The area has a colourful history associated with both the rich and the not so rich. Kings Cross has long been a favourite hangout for pimps, prostitutes, and criminals of all description. Woolloomooloo has a rich blue-collar heritage. It was for decades dominated by wharf workers when the shipping industry was prominent in the bay.
The area has also been home for affluent families, a factor visible in the heritage architecture. Elizabeth Bay House is a fine example. It is protected as a National Trust building. Situated in Onslow Avenue, it enjoys a fine of the bay and east to the heads of Sydney Harbor. John Verge designed the building during the 1800s when he was a top architect in the town. The house was first owned by Alexander McCleay, after whom McCleay Street takes its name. The house is open for viewing by the public.
Historically, the area has had a colourful past associated with both the affluent and not so affluent. Kings Cross has long been a favourite haunt of prostitutes, pimps and gangsters and shady characters of all description. Woolloomooloo has a strong working class heritage from its early days when it housed many dockworkers and their families.

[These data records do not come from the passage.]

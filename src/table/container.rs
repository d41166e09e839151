//! The rendered view of the table.
//!
//! A [`Container`] is the document-object model of the review table: a header
//! row and one body row per record, each with a selection control and a delete
//! control. It is derived from the dataset and is thrown away or patched on
//! every change.

use std::fmt::Write as _;

use crate::{
    domain::{Classification, RecordKey, RequirementRecord},
    table::{SortColumn, render::format_confidence},
};

/// The columns of the table, in display order.
#[derive(Copy, Clone, Debug, Eq, PartialEq, Hash)]
pub enum Column {
    /// Requirement text. Also the row's selection-preservation key.
    Text,
    /// Label assigned by the model.
    AiClassification,
    /// Model confidence as a percentage.
    Confidence,
    /// The reviewer's selection control.
    UserClassification,
    /// The row's delete control.
    Delete,
}

impl Column {
    /// Every column, in display order.
    pub const ALL: [Self; 5] = [
        Self::Text,
        Self::AiClassification,
        Self::Confidence,
        Self::UserClassification,
        Self::Delete,
    ];

    /// The header label.
    #[must_use]
    pub const fn header(self) -> &'static str {
        match self {
            Self::Text => "Text",
            Self::AiClassification => "AI Classification",
            Self::Confidence => "Confidence",
            Self::UserClassification => "User Classification",
            Self::Delete => "Delete",
        }
    }

    /// The sort activated by this column's header, if it is sortable.
    #[must_use]
    pub const fn sort_column(self) -> Option<SortColumn> {
        match self {
            Self::AiClassification => Some(SortColumn::AiClassification),
            Self::Confidence => Some(SortColumn::Confidence),
            Self::Text | Self::UserClassification | Self::Delete => None,
        }
    }
}

/// A header cell.
#[derive(Debug, Clone, Copy, PartialEq, Eq)]
pub struct HeaderCell {
    column: Column,
}

impl HeaderCell {
    pub(crate) const fn new(column: Column) -> Self {
        Self { column }
    }

    /// The column this cell heads.
    #[must_use]
    pub const fn column(self) -> Column {
        self.column
    }

    /// The label shown in the cell.
    #[must_use]
    pub const fn label(self) -> &'static str {
        self.column.header()
    }

    /// The sort this header triggers when activated. `None` for inert headers.
    #[must_use]
    pub const fn sort(self) -> Option<SortColumn> {
        self.column.sort_column()
    }
}

/// A drop-down offering the fixed set of classification labels.
#[derive(Debug, Clone, Copy, PartialEq, Eq, Default)]
pub struct SelectControl {
    value: Classification,
}

impl SelectControl {
    /// The options listed by the control.
    #[must_use]
    pub const fn options() -> &'static [Classification] {
        &Classification::ALL
    }

    /// The currently selected value.
    #[must_use]
    pub const fn value(self) -> Classification {
        self.value
    }

    /// Changes the selected value.
    pub const fn set(&mut self, value: Classification) {
        self.value = value;
    }
}

/// A control that deletes the record it is bound to.
#[derive(Debug, Clone, PartialEq, Eq)]
pub struct DeleteControl {
    key: RecordKey,
}

impl DeleteControl {
    /// The record this control deletes.
    #[must_use]
    pub const fn key(&self) -> &RecordKey {
        &self.key
    }
}

/// One rendered record.
#[derive(Debug, Clone, PartialEq, Eq)]
pub struct BodyRow {
    text: String,
    ai_classification: String,
    confidence: String,
    /// The reviewer's classification control.
    pub selection: SelectControl,
    delete: DeleteControl,
}

impl BodyRow {
    pub(crate) fn from_record(record: &RequirementRecord) -> Self {
        Self {
            text: record.text.clone(),
            ai_classification: record.ai_classification.clone(),
            confidence: format_confidence(record.confidence),
            selection: SelectControl::default(),
            delete: DeleteControl { key: record.key() },
        }
    }

    /// Text content of the first cell.
    #[must_use]
    pub fn text(&self) -> &str {
        &self.text
    }

    /// Text content of the AI classification cell.
    #[must_use]
    pub fn ai_classification(&self) -> &str {
        &self.ai_classification
    }

    /// Text content of the confidence cell, e.g. `87%`.
    #[must_use]
    pub fn confidence(&self) -> &str {
        &self.confidence
    }

    /// The delete control.
    #[must_use]
    pub const fn delete(&self) -> &DeleteControl {
        &self.delete
    }

    /// The identity of the record this row displays.
    #[must_use]
    pub const fn key(&self) -> &RecordKey {
        self.delete.key()
    }

    /// The text content of the cell in the given column.
    #[must_use]
    pub fn cell(&self, column: Column) -> &str {
        match column {
            Column::Text => &self.text,
            Column::AiClassification => &self.ai_classification,
            Column::Confidence => &self.confidence,
            Column::UserClassification => self.selection.value().label(),
            Column::Delete => "Delete",
        }
    }
}

/// The table's rendered content.
#[derive(Debug, Clone, Default, PartialEq, Eq)]
pub struct Container {
    header: Vec<HeaderCell>,
    body: Vec<BodyRow>,
}

impl Container {
    /// An empty container.
    #[must_use]
    pub const fn new() -> Self {
        Self {
            header: Vec::new(),
            body: Vec::new(),
        }
    }

    /// Removes all content.
    pub fn clear(&mut self) {
        self.header.clear();
        self.body.clear();
    }

    /// The header cells. Empty until the first render.
    #[must_use]
    pub fn header(&self) -> &[HeaderCell] {
        &self.header
    }

    /// The body rows, in rendered order.
    #[must_use]
    pub fn rows(&self) -> &[BodyRow] {
        &self.body
    }

    /// Returns the body row at `index`.
    #[must_use]
    pub fn row(&self, index: usize) -> Option<&BodyRow> {
        self.body.get(index)
    }

    /// Returns the body row at `index` for modification.
    pub fn row_mut(&mut self, index: usize) -> Option<&mut BodyRow> {
        self.body.get_mut(index)
    }

    pub(crate) fn set_header(&mut self, header: Vec<HeaderCell>) {
        self.header = header;
    }

    pub(crate) fn take_rows(&mut self) -> Vec<BodyRow> {
        std::mem::take(&mut self.body)
    }

    pub(crate) fn push_row(&mut self, row: BodyRow) {
        self.body.push(row);
    }

    /// Writes the container as an HTML table.
    #[must_use]
    pub fn to_html(&self) -> String {
        let mut html = String::from("<table>\n  <thead>\n    <tr>");
        for cell in &self.header {
            let attributes = cell.sort().map_or_else(String::new, |sort| {
                format!(" data-sort=\"{}\" style=\"cursor: pointer\"", sort.key())
            });
            let _ = write!(html, "<th{attributes}>{}</th>", escape_html(cell.label()));
        }
        html.push_str("</tr>\n  </thead>\n  <tbody>\n");

        for row in &self.body {
            let _ = write!(
                html,
                "    <tr data-page=\"{}\"><td>{}</td><td>{}</td><td>{}</td><td><select>",
                row.key().page,
                escape_html(row.text()),
                escape_html(row.ai_classification()),
                escape_html(row.confidence()),
            );
            for option in SelectControl::options() {
                let selected = if *option == row.selection.value() {
                    " selected"
                } else {
                    ""
                };
                let label = escape_html(option.label());
                let _ = write!(html, "<option value=\"{label}\"{selected}>{label}</option>");
            }
            html.push_str("</select></td><td><button class=\"delete\">Delete</button></td></tr>\n");
        }

        html.push_str("  </tbody>\n</table>\n");
        html
    }
}

fn escape_html(value: &str) -> String {
    let mut escaped = String::with_capacity(value.len());
    for c in value.chars() {
        match c {
            '&' => escaped.push_str("&amp;"),
            '<' => escaped.push_str("&lt;"),
            '>' => escaped.push_str("&gt;"),
            '"' => escaped.push_str("&quot;"),
            '\'' => escaped.push_str("&#39;"),
            _ => escaped.push(c),
        }
    }
    escaped
}
use std::{
    num::{NonZeroU32, NonZeroUsize},
    path::{Path, PathBuf},
    time::Duration,
};

mod export;
mod review;
mod save;
mod show;
mod terminal;

use anyhow::Context;
use clap::ArgAction;
use export::Export;
use indicatif::ProgressBar;
use reqgrid::{
    Classification, ClassificationResponse, Config, RecordKey, ReviewTable, TableEvent,
    table::Column,
};
use review::Review;
use save::Save;
use show::Show;
use tracing::instrument;

#[derive(Debug, clap::Parser)]
#[command(version, about)]
pub struct Cli {
    /// Verbosity (-v, -vv, -vvv)
    #[arg(short, long, action = ArgAction::Count, global = true)]
    verbose: u8,

    /// Path to the configuration file
    #[arg(short, long, default_value = "req-review.toml", global = true)]
    config: PathBuf,

    #[command(subcommand)]
    command: Command,
}

impl Cli {
    pub fn run(self) -> anyhow::Result<()> {
        Self::setup_logging(self.verbose);

        let config = Config::load_or_default(&self.config);
        self.command.run(&config)
    }

    fn setup_logging(verbosity: u8) {
        use tracing_subscriber::{layer::SubscriberExt, util::SubscriberInitExt};

        let level = match verbosity {
            0 => tracing::Level::WARN,
            1 => tracing::Level::INFO,
            2 => tracing::Level::DEBUG,
            _ => tracing::Level::TRACE,
        };

        let filter = tracing_subscriber::EnvFilter::from_default_env().add_directive(level.into());

        let fmt_layer = tracing_subscriber::fmt::layer()
            .with_writer(std::io::stderr)
            .with_target(false)
            .with_thread_names(false)
            .with_line_number(false);

        tracing_subscriber::registry()
            .with(filter)
            .with(fmt_layer)
            .init();
    }
}

#[derive(Debug, clap::Parser)]
pub enum Command {
    /// Print the table after applying edits
    Show(Show),

    /// Export the reviewed requirements as CSV
    Export(Export),

    /// Save the reviewed requirements and their highlight manifest
    Save(Save),

    /// Review requirements interactively
    Review(Review),
}

impl Command {
    fn run(self, config: &Config) -> anyhow::Result<()> {
        match self {
            Self::Show(command) => command.run(config)?,
            Self::Export(command) => command.run(config)?,
            Self::Save(command) => command.run(config)?,
            Self::Review(command) => command.run(config)?,
        }
        Ok(())
    }
}

/// Columns that can be sorted from the command line.
#[derive(Copy, Clone, Debug, Eq, PartialEq, clap::ValueEnum)]
enum SortArg {
    AiClassification,
    Confidence,
}

impl SortArg {
    const fn column(self) -> Column {
        match self {
            Self::AiClassification => Column::AiClassification,
            Self::Confidence => Column::Confidence,
        }
    }
}

/// Edits applied to the table before any output, in the order: sorts,
/// deletions, selections.
#[derive(Debug, clap::Args)]
struct Edits {
    /// Click a column header; repeat to toggle the direction
    #[arg(long = "sort", value_enum, value_name = "COL")]
    sorts: Vec<SortArg>,

    /// Delete the requirement with this text on this page
    #[arg(long = "delete", value_parser = parse_key, value_name = "TEXT@PAGE")]
    deletes: Vec<RecordKey>,

    /// Set the user classification of a row (1-based, after sorts and
    /// deletions)
    #[arg(long = "select", value_parser = parse_selection, value_name = "ROW=LABEL")]
    selections: Vec<(NonZeroUsize, Classification)>,
}

impl Edits {
    fn apply(&self, table: &mut ReviewTable) -> anyhow::Result<()> {
        for sort in &self.sorts {
            table.handle(TableEvent::HeaderActivated(sort.column()))?;
        }

        for key in &self.deletes {
            if table.remove(&key.text, key.page).is_none() {
                tracing::warn!("No requirement {key} to delete");
            }
        }

        for (row, value) in &self.selections {
            table
                .handle(TableEvent::SelectionChanged {
                    row: row.get() - 1,
                    value: *value,
                })
                .with_context(|| format!("cannot classify row {row}"))?;
        }
        Ok(())
    }
}

fn parse_key(s: &str) -> Result<RecordKey, String> {
    let (text, page) = s
        .rsplit_once('@')
        .ok_or_else(|| format!("expected TEXT@PAGE, got '{s}'"))?;
    let page: NonZeroU32 = page
        .parse()
        .map_err(|e| format!("invalid page '{page}': {e}"))?;
    Ok(RecordKey::new(text.to_string(), page))
}

fn parse_selection(s: &str) -> Result<(NonZeroUsize, Classification), String> {
    let (row, label) = s
        .split_once('=')
        .ok_or_else(|| format!("expected ROW=LABEL, got '{s}'"))?;
    let row: NonZeroUsize = row
        .trim()
        .parse()
        .map_err(|e| format!("invalid row '{row}': {e}"))?;
    let label = label.parse().map_err(|e| format!("{e}"))?;
    Ok((row, label))
}

/// The classification results to review and the edits to apply to them.
#[derive(Debug, clap::Args)]
struct Session {
    /// Classification results (JSON) to review
    input: PathBuf,

    /// Project recorded with each requirement (default: the uploaded file
    /// name)
    #[arg(long)]
    project: Option<String>,

    #[command(flatten)]
    edits: Edits,
}

/// A table ready for review.
struct Loaded {
    table: ReviewTable,
    pdf_path: Option<String>,
    project: String,
}

impl Session {
    #[instrument(level = "debug", skip_all, fields(input = %self.input.display()))]
    fn open(&self, config: &Config) -> anyhow::Result<Loaded> {
        let spinner = ProgressBar::new_spinner();
        spinner.set_message("Analyzing...");
        spinner.enable_steady_tick(Duration::from_millis(100));
        let response = ClassificationResponse::load(&self.input);
        spinner.finish_and_clear();

        let response = response
            .with_context(|| format!("failed to load {}", self.input.display()))?;

        let pdf_path = response.pdf_path.clone();
        let project = self
            .project
            .clone()
            .or_else(|| pdf_path.as_deref().and_then(file_name))
            .or_else(|| file_name(&self.input))
            .unwrap_or_default();

        let mut table = ReviewTable::new(response.into_records(), config.render_strategy)
            .with_context(|| format!("cannot review {}", self.input.display()))?;
        self.edits.apply(&mut table)?;

        Ok(Loaded {
            table,
            pdf_path,
            project,
        })
    }
}

fn file_name(path: impl AsRef<Path>) -> Option<String> {
    path.as_ref()
        .file_name()
        .map(|name| name.to_string_lossy().into_owned())
}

The area has always been home for many affluent figures and their families. This is reflected in the architecture. The most famous exhibit is Elizabeth Bay House. It is now protected as a National Trust heritage listed building. It is located in Onslow Avenue on the eastern side of the peninsular facing east with a view overlooking the bay towards the heads of Sydney Harbor. John Verge, one of the leading architects in Sydney during the 1800s, designed the house. Its first owner was Alexander McCleay, for whom McCleay Street was named. The house is open to the public most days of the week. John Verge also designed Tusculum, another heritage listed building located a short walk from Elizabeth Bay House in Tusculum Street, Potts Point. Tusculum now serves as the headquarters for the Royal Australian institute of Architects. The internationally acclaimed film director Baz Lurhmann lives in a large, two storey Italianate mansion, Iona, in neighbouring Darlinghurst. The structure was built around 1880 and still retains its own circular drive and hushed, secluded gardens, which are rarities for an inner city location. The residence was previously owned by a fund manager but he hit upon hard times and was forced to sell the property. At one stage in its life Iona served as the Winchester Private Hospital.
One of the earliest landowners in the area was judge-advocate Sir John Wylde (1781-1856). He arrived in Australia in 1816 to serve as deputy judge-advocate and returned to England in 1825 to study for a doctorate in law. During his time in Australia, he received several large land grants, one of them being 50 acres (20 hectares) in the area. He built a large mansion for himself and his family. Wylde Street is named after him. He sold a large portion of the grant to Joseph Potts, an accountant for the Bank of NSW (now Westpac). Potts Point is believed to have been named after Joseph Potts. Sydney Accommodation at Potts Point owes much to these two gentlemen.